▶ **Records shown**:
=== Section Start ===
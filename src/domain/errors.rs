//! Domain validation errors.

use std::fmt;

/// Errors that can occur during domain value object validation.
#[derive(Debug, Clone, PartialEq, Eq)]
pub enum ValidationError {
    /// The contact name is empty or blank.
    EmptyName,

    /// The provided phone number is not a Brazilian mobile number.
    InvalidPhone(String),
}

impl fmt::Display for ValidationError {
    fn fmt(&self, f: &mut fmt::Formatter<'_>) -> fmt::Result {
        match self {
            Self::EmptyName => write!(f, "Contact name cannot be empty"),
            Self::InvalidPhone(phone) => write!(f, "Invalid phone number: {}", phone),
        }
    }
}

impl std::error::Error for ValidationError {}
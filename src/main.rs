//! Contact greeter - main entry point
//!
//! Fetches the contact list, keeps the rows with a valid name and Brazilian
//! mobile number, and sends each contact a greeting through the gateway.
//! The process always exits with status 0; failures are only visible in the
//! logs.

use contact_greeter::{config, dispatch, telemetry, Metrics};
use std::io::IsTerminal;
use tracing::debug;

fn main() {
    // Logs go to stderr
    let filter = telemetry::env_filter(&config::log_level());
    let ansi = std::io::stderr().is_terminal();
    let subscriber = telemetry::build_subscriber(filter, std::io::stderr, ansi);

    if let Err(e) = tracing::subscriber::set_global_default(subscriber) {
        eprintln!("Failed to install log subscriber: {}", e);
    }

    let metrics = Metrics::new();
    dispatch::run_to_completion(&metrics);

    debug!(
        "Run metrics: {}",
        serde_json::to_string(&metrics.summary()).unwrap_or_else(|_| "<invalid json>".to_string())
    );
}
//! Contact Greeter - a batch job that greets contacts over WhatsApp.
//!
//! Reads the contact list from a hosted database, keeps only the rows with a
//! non-blank name and a Brazilian mobile number, and sends each remaining
//! contact a fixed greeting through a WhatsApp messaging gateway.
//!
//! # Architecture
//!
//! - **config**: Credentials and options from environment variables
//! - **error**: Configuration and API error types
//! - **domain**: Name/phone validators and the `PhoneNumber` value object
//! - **models**: Contact rows and gateway payloads
//! - **client**: Synchronous HTTP clients for the backend and the gateway
//! - **repositories**: Validated contact source
//! - **services**: Greeting delivery
//! - **dispatch**: Run orchestration
//! - **metrics**: Run counters
//! - **telemetry**: Log subscriber construction

pub mod client;
pub mod config;
pub mod dispatch;
pub mod domain;
pub mod error;
pub mod metrics;
pub mod models;
pub mod repositories;
pub mod services;
pub mod telemetry;

pub use client::{BackendClient, GatewayClient};
pub use config::{BackendConfig, GatewayConfig};
pub use dispatch::{dispatch_greetings, DispatchSummary};
pub use domain::{is_valid_name, is_valid_phone, PhoneNumber, ValidationError};
pub use error::{ApiError, ConfigError};
pub use metrics::{HttpTimer, Metrics, MetricsSummary};
pub use models::{Contact, ContactRow, SendTextRequest};
pub use repositories::{BackendContactRepository, ContactSource};
pub use services::{GatewayGreetingService, GreetingSender};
=== Section End ===
▶ **Task goal**:
Could you find every line in the records above that has the string "from" and copy it?

▶ **Result of this task**:
//! Reads the contact list from a hosted database, keeps only the rows with a
//! - **config**: Credentials and options from environment variables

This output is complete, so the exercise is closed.